Suara.com - Masyarakat Indonesia masih diselimuti suka cita perayaan Hari Kemerdekaan Indonesia. Dan tak ada salahnya kita mengenang kembali momen pembacaan naskah proklamasi kemerdekaan yang diketik Sayuti Melik dan dibacakan Ir. Soekarno dan Moh. Hatta.
Nama Sayuti Melik memang tidak asing di momen penting dan bersejarah bagi bangsa Indonesia, karena sosok ini memiliki buah karya tulis yang bisa menggugah siapapun yang membaca.
Mengutip Ruang Guru, Kamis (19/8/2021), Sayuti Melik adalah tokoh yang kerap keluar masuk penjara saat masa penjajahan Belanda di tanah air, karena keberaniannya dalam menulis di surat kabar dan dibaca bangsa Indonesia.
Tercatat dalam sejarah bahwa beliau pernah dibuang ke Boven Digul, Papua, pada tahun 1921 hingga 1933. Selang 4 tahun kemudian, kembali dipenjarakan di Gang Tengah.
Baca Juga: Sejarah Proklamasi Kemerdekaan Indonesia, dari Penyusunan hingga Dibaca Bung Karno
Nama asli Sayuti Melik adalah Mohammad Ibnu Sayuti, lahir di Sleman pada 22 November 1908. Sayuti meninggal di Jakarta pada 27 Februari 1989 dan dimakamkan di Taman Makam Pahlawan (TMP) Kalibata, Jakarta.
Pada 1961, ia mendapat penghargaan Bintang Mahaputra, dan pada 1973 mendapat penghargaan Bintang Adiprana.

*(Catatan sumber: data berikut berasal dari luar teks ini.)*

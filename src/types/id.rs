//! Fixed-width identifiers
//!
//! Addresses are 20 bytes, program and business identifiers are 32 bytes.
//! All of them render as lowercase hex, which is also the encoding used in
//! event attributes and storage keys.

use serde::{Deserialize, Deserializer, Serialize, Serializer};
use std::fmt;

macro_rules! fixed_bytes {
    ($(#[$meta:meta])* $name:ident, $len:expr) => {
        $(#[$meta])*
        #[derive(Clone, Copy, PartialEq, Eq, PartialOrd, Ord, Hash)]
        pub struct $name(pub [u8; $len]);

        impl $name {
            /// Byte width of this identifier
            pub const LEN: usize = $len;

            /// The all-zero value, used as "unset"
            pub const fn zero() -> Self {
                $name([0u8; $len])
            }

            /// Whether every byte is zero
            pub fn is_zero(&self) -> bool {
                self.0.iter().all(|b| *b == 0)
            }

            /// Build from a byte slice of exactly the right length
            pub fn from_slice(bytes: &[u8]) -> Option<Self> {
                if bytes.len() != $len {
                    return None;
                }
                let mut arr = [0u8; $len];
                arr.copy_from_slice(bytes);
                Some($name(arr))
            }

            /// Parse from a hex string (optional `0x` prefix)
            pub fn from_hex(s: &str) -> Result<Self, hex::FromHexError> {
                let trimmed = s.trim().trim_start_matches("0x");
                let bytes = hex::decode(trimmed)?;
                Self::from_slice(&bytes).ok_or(hex::FromHexError::InvalidStringLength)
            }

            /// Convert to hex string
            pub fn to_hex(&self) -> String {
                hex::encode(self.0)
            }

            /// Get as bytes
            pub fn as_bytes(&self) -> &[u8; $len] {
                &self.0
            }
        }

        impl fmt::Debug for $name {
            fn fmt(&self, f: &mut fmt::Formatter<'_>) -> fmt::Result {
                write!(f, "{}({})", stringify!($name), self.to_hex())
            }
        }

        impl fmt::Display for $name {
            fn fmt(&self, f: &mut fmt::Formatter<'_>) -> fmt::Result {
                write!(f, "{}", self.to_hex())
            }
        }

        impl Default for $name {
            fn default() -> Self {
                Self::zero()
            }
        }

        // Hex in human-readable formats (JSON config), raw bytes in bincode.
        impl Serialize for $name {
            fn serialize<S: Serializer>(&self, serializer: S) -> Result<S::Ok, S::Error> {
                if serializer.is_human_readable() {
                    serializer.serialize_str(&self.to_hex())
                } else {
                    self.0.serialize(serializer)
                }
            }
        }

        impl<'de> Deserialize<'de> for $name {
            fn deserialize<D: Deserializer<'de>>(deserializer: D) -> Result<Self, D::Error> {
                if deserializer.is_human_readable() {
                    let s = String::deserialize(deserializer)?;
                    Self::from_hex(&s).map_err(serde::de::Error::custom)
                } else {
                    let bytes = <[u8; $len]>::deserialize(deserializer)?;
                    Ok($name(bytes))
                }
            }
        }
    };
}

fixed_bytes!(
    /// 20-byte account address
    Address,
    20
);

fixed_bytes!(
    /// Loyalty program identifier
    ProgramId,
    32
);

fixed_bytes!(
    /// Business identifier; the low 8 bytes carry the registration counter
    BusinessId,
    32
);

impl ProgramId {
    /// Derive a program id from its owner and a free-form label using BLAKE3
    pub fn derive(owner: &Address, label: &str) -> Self {
        let mut hasher = blake3::Hasher::new();
        hasher.update(b"loyalty/program-id");
        hasher.update(&owner.0);
        hasher.update(label.as_bytes());
        ProgramId(*hasher.finalize().as_bytes())
    }
}

impl BusinessId {
    /// Encode a registration counter big-endian into the low bytes
    pub fn from_counter(counter: u64) -> Self {
        let mut id = [0u8; 32];
        id[24..].copy_from_slice(&counter.to_be_bytes());
        BusinessId(id)
    }

    /// Recover the registration counter
    pub fn counter(&self) -> u64 {
        let mut bytes = [0u8; 8];
        bytes.copy_from_slice(&self.0[24..]);
        u64::from_be_bytes(bytes)
    }
}
//! Loyalty events
//!
//! Events are observability only: they never feed back into reward decisions.
//! Attributes live in a `BTreeMap` so that their serialized form is identical
//! on every node; big integers are rendered as decimal strings.

use serde::{Deserialize, Serialize};
use std::collections::BTreeMap;

pub const EVENT_BASE_ACCRUED: &str = "loyalty.base.accrued";
pub const EVENT_BASE_SKIPPED: &str = "loyalty.base.skipped";
pub const EVENT_PROGRAM_ACCRUED: &str = "loyalty.program.accrued";
pub const EVENT_PROGRAM_SKIPPED: &str = "loyalty.program.skipped";
pub const EVENT_PROGRAM_PAYMASTER_WARNING: &str = "loyalty.program.paymaster_warning";
pub const EVENT_BUDGET_PRO_RATED: &str = "loyalty.budget.pro_rated";

pub const EVENT_PROGRAM_CREATED: &str = "loyalty.program.created";
pub const EVENT_PROGRAM_UPDATED: &str = "loyalty.program.updated";
pub const EVENT_PROGRAM_PAUSED: &str = "loyalty.program.paused";
pub const EVENT_PROGRAM_RESUMED: &str = "loyalty.program.resumed";
pub const EVENT_BUSINESS_REGISTERED: &str = "loyalty.business.registered";
pub const EVENT_BUSINESS_PAYMASTER_SET: &str = "loyalty.business.paymaster_set";

/// Display-only gauge holding the last settled/demand ratio
pub const GAUGE_BUDGET_RATIO: &str = "loyalty.budget.ratio";

/// A named event with string attributes
#[derive(Debug, Clone, PartialEq, Eq, Serialize, Deserialize)]
pub struct Event {
    pub kind: String,
    pub attributes: BTreeMap<String, String>,
}

impl Event {
    pub fn new(kind: &str) -> Self {
        Self {
            kind: kind.to_string(),
            attributes: BTreeMap::new(),
        }
    }

    /// Add an attribute, builder style
    pub fn with(mut self, key: &str, value: impl ToString) -> Self {
        self.attributes.insert(key.to_string(), value.to_string());
        self
    }

    /// Merge a set of attributes, later keys win
    pub fn extend(mut self, attrs: &BTreeMap<String, String>) -> Self {
        for (k, v) in attrs {
            self.attributes.insert(k.clone(), v.clone());
        }
        self
    }

    pub fn attr(&self, key: &str) -> Option<&str> {
        self.attributes.get(key).map(String::as_str)
    }
}
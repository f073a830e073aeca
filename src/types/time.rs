//! UTC calendar keys derived from unix timestamps
//!
//! Meters are bucketed per UTC day and per UTC year. The conversion is pure
//! integer arithmetic so it is identical on every node.

use crate::constants::SECONDS_PER_DAY;

/// Civil date (year, month, day) for a count of days since 1970-01-01
fn civil_from_days(days: i64) -> (i64, u32, u32) {
    let z = days + 719_468;
    let era = (if z >= 0 { z } else { z - 146_096 }) / 146_097;
    let doe = (z - era * 146_097) as u64;
    let yoe = (doe - doe / 1_460 + doe / 36_524 - doe / 146_096) / 365;
    let doy = doe - (365 * yoe + yoe / 4 - yoe / 100);
    let mp = (5 * doy + 2) / 153;
    let day = (doy - (153 * mp + 2) / 5 + 1) as u32;
    let month = (if mp < 10 { mp + 3 } else { mp - 9 }) as u32;
    let year = yoe as i64 + era * 400;
    (if month <= 2 { year + 1 } else { year }, month, day)
}

/// Days elapsed since the unix epoch
pub fn day_number(timestamp: u64) -> u64 {
    timestamp / SECONDS_PER_DAY
}

/// Meter day key, `YYYY-MM-DD`
pub fn day_key(timestamp: u64) -> String {
    let (y, m, d) = civil_from_days(day_number(timestamp) as i64);
    format!("{:04}-{:02}-{:02}", y, m, d)
}

/// Compact day id used by fee buckets, `YYYYMMDD`
pub fn day_id(timestamp: u64) -> String {
    let (y, m, d) = civil_from_days(day_number(timestamp) as i64);
    format!("{:04}{:02}{:02}", y, m, d)
}

/// UTC calendar year
pub fn year_of(timestamp: u64) -> i64 {
    civil_from_days(day_number(timestamp) as i64).0
}
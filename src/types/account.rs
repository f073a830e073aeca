//! Account balances touched by the loyalty engine

use serde::{Deserialize, Serialize};
use super::Amount;

/// Ledger account as seen by the reward engine
///
/// Only the two token balances matter here; the host pipeline owns every
/// other account field.
#[derive(Debug, Clone, Default, PartialEq, Eq, Serialize, Deserialize)]
pub struct Account {
    /// Settlement token balance
    pub balance_nhb: Amount,
    /// Reward token balance
    pub balance_znhb: Amount,
}

impl Account {
    /// Account holding only reward tokens
    pub fn with_znhb(balance: Amount) -> Self {
        Self {
            balance_nhb: 0,
            balance_znhb: balance,
        }
    }
}
//! Reward outcomes
//!
//! A skip is a valid decision to grant nothing. It is reported through an
//! event and the returned tag, never as an error.

use std::fmt;

use crate::types::{Amount, ProgramId};

/// Why an evaluator granted no reward
#[derive(Debug, Clone, Copy, PartialEq, Eq, Hash)]
pub enum SkipReason {
    Inactive,
    ConfigError,
    MissingFromAccount,
    TokenNotSupported,
    InvalidAddresses,
    InvalidFromAddress,
    SelfTransfer,
    AmountNotPositive,
    BelowMinSpend,
    NoRewardRate,
    RewardZero,
    DailyCapReached,
    MeterError,
    TreasuryError,
    TreasuryInsufficient,
    ProgramNotFound,
    ProgramLookupError,
    ProgramListError,
    MerchantMissing,
    BusinessLookupError,
    BusinessNotFound,
    ProgramInactive,
    RewardTokenNotSupported,
    MissingDayKey,
    DailyProgramCapReached,
    EpochNotConfigured,
    EpochCapReached,
    IssuanceCapReached,
    PaymasterMissing,
    PaymasterError,
    ThrottledLowReserve,
    PaymasterInsufficient,
    PaymasterPersistError,
}

impl SkipReason {
    /// Wire string carried in the `reason` event attribute
    pub fn as_str(&self) -> &'static str {
        match self {
            SkipReason::Inactive => "inactive",
            SkipReason::ConfigError => "config_error",
            SkipReason::MissingFromAccount => "missing_from_account",
            SkipReason::TokenNotSupported => "token_not_supported",
            SkipReason::InvalidAddresses => "invalid_addresses",
            SkipReason::InvalidFromAddress => "invalid_from_address",
            SkipReason::SelfTransfer => "self_transfer",
            SkipReason::AmountNotPositive => "amount_not_positive",
            SkipReason::BelowMinSpend => "below_min_spend",
            SkipReason::NoRewardRate => "no_reward_rate",
            SkipReason::RewardZero => "reward_zero",
            SkipReason::DailyCapReached => "daily_cap_reached",
            SkipReason::MeterError => "meter_error",
            SkipReason::TreasuryError => "treasury_error",
            SkipReason::TreasuryInsufficient => "treasury_insufficient",
            SkipReason::ProgramNotFound => "program_not_found",
            SkipReason::ProgramLookupError => "program_lookup_error",
            SkipReason::ProgramListError => "program_list_error",
            SkipReason::MerchantMissing => "merchant_missing",
            SkipReason::BusinessLookupError => "business_lookup_error",
            SkipReason::BusinessNotFound => "business_not_found",
            SkipReason::ProgramInactive => "program_inactive",
            SkipReason::RewardTokenNotSupported => "reward_token_not_supported",
            SkipReason::MissingDayKey => "missing_day_key",
            SkipReason::DailyProgramCapReached => "daily_program_cap_reached",
            SkipReason::EpochNotConfigured => "epoch_not_configured",
            SkipReason::EpochCapReached => "epoch_cap_reached",
            SkipReason::IssuanceCapReached => "issuance_cap_reached",
            SkipReason::PaymasterMissing => "paymaster_missing",
            SkipReason::PaymasterError => "paymaster_error",
            SkipReason::ThrottledLowReserve => "throttled — low reserve",
            SkipReason::PaymasterInsufficient => "paymaster_insufficient",
            SkipReason::PaymasterPersistError => "paymaster_persist_error",
        }
    }
}

impl fmt::Display for SkipReason {
    fn fmt(&self, f: &mut fmt::Formatter<'_>) -> fmt::Result {
        f.write_str(self.as_str())
    }
}

/// Result tag for successful accruals
pub const RESULT_ACCRUED: &str = "accrued";

/// Outcome of one evaluator run
#[derive(Debug, Clone, PartialEq, Eq)]
pub enum RewardOutcome {
    /// `reward` is the requested amount; base rewards may still be scaled at settlement
    Accrued {
        program: Option<ProgramId>,
        bps: u32,
        reward: Amount,
    },
    Skipped(SkipReason),
}

impl RewardOutcome {
    /// `"accrued"` or the skip reason, for caller-side auditing
    pub fn tag(&self) -> &'static str {
        match self {
            RewardOutcome::Accrued { .. } => RESULT_ACCRUED,
            RewardOutcome::Skipped(reason) => reason.as_str(),
        }
    }

    pub fn is_accrued(&self) -> bool {
        matches!(self, RewardOutcome::Accrued { .. })
    }

    pub fn reward(&self) -> Amount {
        match self {
            RewardOutcome::Accrued { reward, .. } => *reward,
            RewardOutcome::Skipped(_) => 0,
        }
    }

    pub fn skip_reason(&self) -> Option<SkipReason> {
        match self {
            RewardOutcome::Skipped(reason) => Some(*reason),
            RewardOutcome::Accrued { .. } => None,
        }
    }
}
//! Persisted key layout
//!
//! Every key is namespace-prefixed. Identifiers and addresses are appended as
//! raw bytes; day keys and epochs are appended as ASCII so that prefix scans
//! stay readable when debugging a database dump.

use crate::types::{Address, BusinessId, ProgramId};

pub const GLOBAL_CONFIG_KEY: &[u8] = b"loyalty/config/global";
pub const DYNAMIC_STATE_KEY: &[u8] = b"loyalty/dynamic-state";
pub const BUSINESS_COUNTER_KEY: &[u8] = b"loyalty/business-counter";

const PROGRAM_PREFIX: &[u8] = b"loyalty/program/";
const MERCHANT_INDEX_PREFIX: &[u8] = b"loyalty/merchant-index/";
const BUSINESS_PREFIX: &[u8] = b"loyalty/business/";
const BUSINESS_OWNER_PREFIX: &[u8] = b"loyalty/business-owner/";
const MERCHANT_BUSINESS_INDEX_PREFIX: &[u8] = b"loyalty/merchant-business-index/";
const OWNER_PAYMASTER_PREFIX: &[u8] = b"loyalty/owner-paymaster/";
const DAY_TOTALS_PREFIX: &[u8] = b"loyalty/day/";

const BASE_DAILY_PREFIX: &[u8] = b"loyalty-meter:base-daily:";
const BASE_TOTAL_PREFIX: &[u8] = b"loyalty-meter:base-total:";
const PROGRAM_DAILY_PREFIX: &[u8] = b"loyalty-meter:program-daily:";
const PROGRAM_DAILY_TOTAL_PREFIX: &[u8] = b"loyalty-meter:program-daily-total:";
const PROGRAM_EPOCH_PREFIX: &[u8] = b"loyalty-meter:program-epoch:";
const PROGRAM_ISSUANCE_PREFIX: &[u8] = b"loyalty-meter:program-issuance:";

const FEES_DAY_PREFIX: &[u8] = b"fees/day/";
const ACCOUNT_PREFIX: &[u8] = b"account/";
const TOKEN_PREFIX: &[u8] = b"token/";
const ROLE_PREFIX: &[u8] = b"role/";
const PAUSE_PREFIX: &[u8] = b"pause/";

fn join(parts: &[&[u8]]) -> Vec<u8> {
    let len = parts.iter().map(|p| p.len()).sum();
    let mut key = Vec::with_capacity(len);
    for part in parts {
        key.extend_from_slice(part);
    }
    key
}

pub fn program(id: &ProgramId) -> Vec<u8> {
    join(&[PROGRAM_PREFIX, &id.0])
}

/// Program ids owned by a merchant owner, in insertion order
pub fn merchant_index(owner: &Address) -> Vec<u8> {
    join(&[MERCHANT_INDEX_PREFIX, &owner.0])
}

pub fn business(id: &BusinessId) -> Vec<u8> {
    join(&[BUSINESS_PREFIX, &id.0])
}

pub fn business_owner(owner: &Address) -> Vec<u8> {
    join(&[BUSINESS_OWNER_PREFIX, &owner.0])
}

pub fn merchant_business_index(merchant: &Address) -> Vec<u8> {
    join(&[MERCHANT_BUSINESS_INDEX_PREFIX, &merchant.0])
}

pub fn owner_paymaster(owner: &Address) -> Vec<u8> {
    join(&[OWNER_PAYMASTER_PREFIX, &owner.0])
}

pub fn day_proposed(day: &str) -> Vec<u8> {
    join(&[DAY_TOTALS_PREFIX, day.as_bytes(), b"/proposed"])
}

pub fn day_paid(day: &str) -> Vec<u8> {
    join(&[DAY_TOTALS_PREFIX, day.as_bytes(), b"/paid"])
}

pub fn base_daily_meter(addr: &Address, day: &str) -> Vec<u8> {
    join(&[BASE_DAILY_PREFIX, day.as_bytes(), b":", &addr.0])
}

pub fn base_total_meter(addr: &Address) -> Vec<u8> {
    join(&[BASE_TOTAL_PREFIX, &addr.0])
}

pub fn program_daily_meter(id: &ProgramId, addr: &Address, day: &str) -> Vec<u8> {
    join(&[PROGRAM_DAILY_PREFIX, &id.0, b":", day.as_bytes(), b":", &addr.0])
}

pub fn program_daily_total_meter(id: &ProgramId, day: &str) -> Vec<u8> {
    join(&[PROGRAM_DAILY_TOTAL_PREFIX, &id.0, b":", day.as_bytes()])
}

pub fn program_epoch_meter(id: &ProgramId, epoch: u64) -> Vec<u8> {
    join(&[PROGRAM_EPOCH_PREFIX, &id.0, b":", epoch.to_string().as_bytes()])
}

pub fn program_issuance_meter(id: &ProgramId, addr: &Address) -> Vec<u8> {
    join(&[PROGRAM_ISSUANCE_PREFIX, &id.0, b":", &addr.0])
}

pub fn fees_day(day_id: &str) -> Vec<u8> {
    join(&[FEES_DAY_PREFIX, day_id.as_bytes()])
}

pub fn account(addr: &Address) -> Vec<u8> {
    join(&[ACCOUNT_PREFIX, &addr.0])
}

pub fn token(symbol: &str) -> Vec<u8> {
    join(&[TOKEN_PREFIX, symbol.trim().to_uppercase().as_bytes()])
}

pub fn role(role: &str, addr: &Address) -> Vec<u8> {
    join(&[ROLE_PREFIX, role.as_bytes(), b"/", &addr.0])
}

pub fn pause(module: &str) -> Vec<u8> {
    join(&[PAUSE_PREFIX, module.as_bytes()])
}
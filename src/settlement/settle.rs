//! Pro-rata block settlement
//!
//! Demand is summed in queue order. When it exceeds the available budget
//! every reward is scaled by one fixed-point ratio with floor rounding, so the
//! settled total can never exceed the budget.

use std::collections::btree_map::Entry;
use std::collections::BTreeMap;

use serde::{Deserialize, Serialize};
use tracing::{error, info};

use crate::budget::DynamicState;
use crate::constants::RATIO_SCALE;
use crate::events::{Event, EVENT_BUDGET_PRO_RATED, GAUGE_BUDGET_RATIO};
use crate::math::{ratio_fp, scale_by_ratio};
use crate::types::{day_key, Account, Address, Amount};

use super::{
    DayTotals, PendingQueue, RewardSource, SettlementBatch, SettlementError, SettlementState,
};

/// Inputs of one settlement besides the queue
#[derive(Debug, Clone, PartialEq)]
pub struct SettlementParams {
    pub treasury: Address,
    pub now: u64,
    /// Upper bound on what may be paid; the treasury balance bounds it again
    pub budget: Amount,
    /// Controller state committed with the settlement, its year-to-date total advanced
    pub dynamic_state: Option<DynamicState>,
}

/// Audit record for one pending reward
#[derive(Debug, Clone, PartialEq, Eq, Serialize, Deserialize)]
pub struct SettlementRecord {
    pub tx_hash: [u8; 32],
    pub recipient: Address,
    pub source: RewardSource,
    pub requested: Amount,
    pub settled: Amount,
}

/// Result of one settlement
#[derive(Debug, Clone, Default, PartialEq, Eq, Serialize, Deserialize)]
pub struct SettlementReport {
    pub day: String,
    pub demand: Amount,
    pub available: Amount,
    pub settled: Amount,
    pub ratio_fp: u128,
    pub pro_rated: bool,
    pub records: Vec<SettlementRecord>,
}

/// Settle the queued rewards against the budget in a single pass
///
/// All balance and total updates are committed as one batch. Any storage
/// failure aborts the whole settlement and is returned to the caller.
pub fn settle_block<S: SettlementState + ?Sized>(
    state: &mut S,
    queue: PendingQueue,
    params: SettlementParams,
) -> Result<SettlementReport, SettlementError> {
    let demand = queue.total().ok_or(SettlementError::Overflow)?;
    let day = day_key(params.now);
    let mut dynamic_state = params.dynamic_state;

    if demand == 0 {
        if dynamic_state.is_some() {
            commit(state, SettlementBatch { dynamic_state, ..SettlementBatch::default() })?;
        }
        return Ok(SettlementReport {
            day,
            ratio_fp: RATIO_SCALE,
            ..SettlementReport::default()
        });
    }

    let treasury = state.get_account(&params.treasury)?;
    let available = params.budget.min(treasury.balance_znhb);
    let pro_rated = demand > available;
    let ratio = ratio_fp(available, demand);

    let mut accounts: BTreeMap<Address, Account> = BTreeMap::new();
    accounts.insert(params.treasury, treasury);

    let mut records = Vec::with_capacity(queue.len());
    let mut settled_total: Amount = 0;
    for pending in queue {
        let settled = if pro_rated {
            scale_by_ratio(pending.amount, ratio)
        } else {
            pending.amount
        };
        settled_total = settled_total
            .checked_add(settled)
            .ok_or(SettlementError::Overflow)?;
        let account = match accounts.entry(pending.recipient) {
            Entry::Occupied(entry) => entry.into_mut(),
            Entry::Vacant(entry) => entry.insert(state.get_account(&pending.recipient)?),
        };
        account.balance_znhb = account
            .balance_znhb
            .checked_add(settled)
            .ok_or(SettlementError::Overflow)?;
        records.push(SettlementRecord {
            tx_hash: pending.tx_hash,
            recipient: pending.recipient,
            source: pending.source,
            requested: pending.amount,
            settled,
        });
    }

    let treasury_account = accounts
        .get_mut(&params.treasury)
        .ok_or(SettlementError::Overflow)?;
    treasury_account.balance_znhb = treasury_account
        .balance_znhb
        .checked_sub(settled_total)
        .ok_or(SettlementError::Overflow)?;

    let previous = state.day_totals(&day)?;
    let totals = DayTotals {
        proposed: previous.proposed.checked_add(demand).ok_or(SettlementError::Overflow)?,
        paid: previous.paid.checked_add(settled_total).ok_or(SettlementError::Overflow)?,
    };
    if let Some(ds) = dynamic_state.as_mut() {
        ds.record_emission(params.now, settled_total);
    }

    commit(
        state,
        SettlementBatch {
            accounts: accounts.into_iter().collect(),
            day_totals: Some((day.clone(), totals)),
            dynamic_state,
        },
    )?;

    if pro_rated {
        state.append_event(
            Event::new(EVENT_BUDGET_PRO_RATED)
                .with("day", &day)
                .with("ratio_fp", ratio)
                .with("budget_zn", available)
                .with("demand_zn", demand)
                .with("settled_zn", settled_total),
        );
    }
    state.set_gauge(GAUGE_BUDGET_RATIO, settled_total as f64 / demand as f64);
    info!(%day, demand, available, settled = settled_total, pro_rated, "block rewards settled");

    Ok(SettlementReport {
        day,
        demand,
        available,
        settled: settled_total,
        ratio_fp: ratio,
        pro_rated,
        records,
    })
}

fn commit<S: SettlementState + ?Sized>(
    state: &mut S,
    batch: SettlementBatch,
) -> Result<(), SettlementError> {
    state.commit_settlement(batch).map_err(|e| {
        error!(error = %e, "settlement commit failed");
        SettlementError::Storage(e)
    })
}
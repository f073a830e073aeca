//! Registry module - programs, businesses, merchants and paymasters

mod business;
mod program;
mod registry;

pub use business::*;
pub use program::*;
pub use registry::*;

use thiserror::Error;

use crate::storage::StorageError;

/// Registry errors, returned to the caller as transaction failures
#[derive(Debug, Error)]
pub enum RegistryError {
    #[error("Program is nil")]
    NilProgram,
    #[error("Unauthorized")]
    Unauthorized,
    #[error("Program already exists")]
    ProgramExists,
    #[error("Program not found")]
    ProgramNotFound,
    #[error("Invalid program: {0}")]
    InvalidProgram(String),
    #[error("Immutable field")]
    ImmutableField,
    #[error("Token not registered: {0}")]
    TokenNotRegistered(String),
    #[error("Accrual bps too high: {0}")]
    AccrualBpsTooHigh(u32),
    #[error("Business not found")]
    BusinessNotFound,
    #[error("Invalid business: {0}")]
    InvalidBusiness(String),
    #[error("Paymaster conflict")]
    PaymasterConflict,
    #[error("Merchant already assigned")]
    MerchantAssigned,
    #[error("Merchant not found")]
    MerchantNotFound,
    #[error("Loyalty module paused")]
    Paused,
    #[error("Storage error: {0}")]
    Storage(#[from] StorageError),
}
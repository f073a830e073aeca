//! Block-scoped pending reward queue

use serde::{Deserialize, Serialize};

use crate::types::{Address, Amount, ProgramId};

/// Where a pending reward came from
#[derive(Debug, Clone, Copy, PartialEq, Eq, Serialize, Deserialize)]
pub enum RewardSource {
    Base,
    Program(ProgramId),
}

impl RewardSource {
    pub fn program_id(&self) -> Option<ProgramId> {
        match self {
            RewardSource::Base => None,
            RewardSource::Program(id) => Some(*id),
        }
    }
}

/// Requested reward waiting for settlement
#[derive(Debug, Clone, PartialEq, Eq, Serialize, Deserialize)]
pub struct PendingReward {
    pub tx_hash: [u8; 32],
    pub recipient: Address,
    pub source: RewardSource,
    pub amount: Amount,
}

/// Pending rewards in insertion order
#[derive(Debug, Clone, Default, PartialEq, Eq)]
pub struct PendingQueue {
    items: Vec<PendingReward>,
}

impl PendingQueue {
    pub fn new() -> Self {
        Self::default()
    }

    pub fn push(&mut self, reward: PendingReward) {
        self.items.push(reward);
    }

    pub fn len(&self) -> usize {
        self.items.len()
    }

    pub fn is_empty(&self) -> bool {
        self.items.is_empty()
    }

    pub fn iter(&self) -> impl Iterator<Item = &PendingReward> {
        self.items.iter()
    }

    /// Sum of requested amounts in queue order, `None` on overflow
    pub fn total(&self) -> Option<Amount> {
        self.items
            .iter()
            .try_fold(0u128, |acc, r| acc.checked_add(r.amount))
    }

    /// Take every entry, leaving the queue empty
    pub fn take(&mut self) -> PendingQueue {
        std::mem::take(self)
    }
}

impl IntoIterator for PendingQueue {
    type Item = PendingReward;
    type IntoIter = std::vec::IntoIter<PendingReward>;

    fn into_iter(self) -> Self::IntoIter {
        self.items.into_iter()
    }
}

impl FromIterator<PendingReward> for PendingQueue {
    fn from_iter<I: IntoIterator<Item = PendingReward>>(iter: I) -> Self {
        Self { items: iter.into_iter().collect() }
    }
}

Mendapatkan pasangan hidup atau seorang istri S.K. Trimurti, yang sama-sama berjuang untuk kemerdekaan Indonesia, Sayuti dan Trimurti disebut pasangan suami istri pahlawan Indonesia yang romantis kala itu, dan keduanya berhasil mendirikan Koran Pesat, Semarang.
Sayuti Melik jadi salah satu pemuda yang ikut dalam penculikan Soekarno-Hatta ke Rengasdengklok, Karawang pada 16 Agustus 1945 silam.
Sayuti Melik dan pemuda lainnya seperti Chaerul Saleh, Sukarni, dan Wikana mendesak Soekarno-Hatta untuk segera memproklamirkan kemerdekaan Indonesia.
Baca Juga: Wajib Tahu! Ini Isi Naskah Proklamasi yang Asli Saat Dibacakan Soekarno
Desakan ini muncul karena Jepang sudah mengalami kekalahan dari sekutunya. Setelah para pemuda, Sayuti Melik dan rekan-rekan, membawa Soekarno-Hatta kembali ke Jakarta.
Perumusan naskah proklamasi dilakukan di rumah Laksamana Tadashi Maeda di Jalan Meiji Dori, yang kini dikenal sebagai Jalan Imam Bonjol.
Setelah konsep naskah proklamasi selesai ditulis oleh Soekarno, ia meminta bantuan Sayuti Melik untuk mengetiknya. Sayangnya, di rumah Laksamana Tadashi Maeda tidak memiliki mesin tik, dan disebut-sebut mesin tik hanya ada untuk huruf kanji Jepang.
Laksamana Tadashi Maeda akhirnya membantu mencarikan mesin tik, dan didapatlah mesin tik hasil dari pinjaman mayor Kandelar, perwira Angkatan Laut Jerman.
Ditemani BM Diah, Sayuti Melik mulai mengetik naskah proklamasi. Berhubung Sayuti Melik memiliki background seorang wartawan dan pernah mengenyam pendidikan sekolah guru, sehingga ia paham mana ejaan yang tepat digunakan dalam teks proklamasi.
Usul Sayuti Melik menambahkan “Soekarno-Hatta” dalam naskah tersebut disetujui oleh para perumus dan naskah yang akhirnya ditandatangani oleh bapak proklamator Bung Karno dan Bung Hatta.
Meski begitu, tercatat bahwa Sayuti Melik menentang usulan pengangkatan Soekarno menjadi presiden seumur hidup oleh MPRS kala itu. Selain itu, ia juga memiliki pemikiran yang berseberangan dengan Soekarno.
Soekarno kala itu menggagas usulan tentang Nasakom yang terdiri dari nasionalisme, agama, dan komunisme. Sayuti Melik menentangnya dan mengusulkan mengganti Nasakom menjadi Nasasos atau sosialisme.
Hal ini lantaran, saat waktu itu, Sayuti Melik melihat PKI berusaha memanfaatkan kharisma Soekarno untuk masuk ke dalam pemerintahan.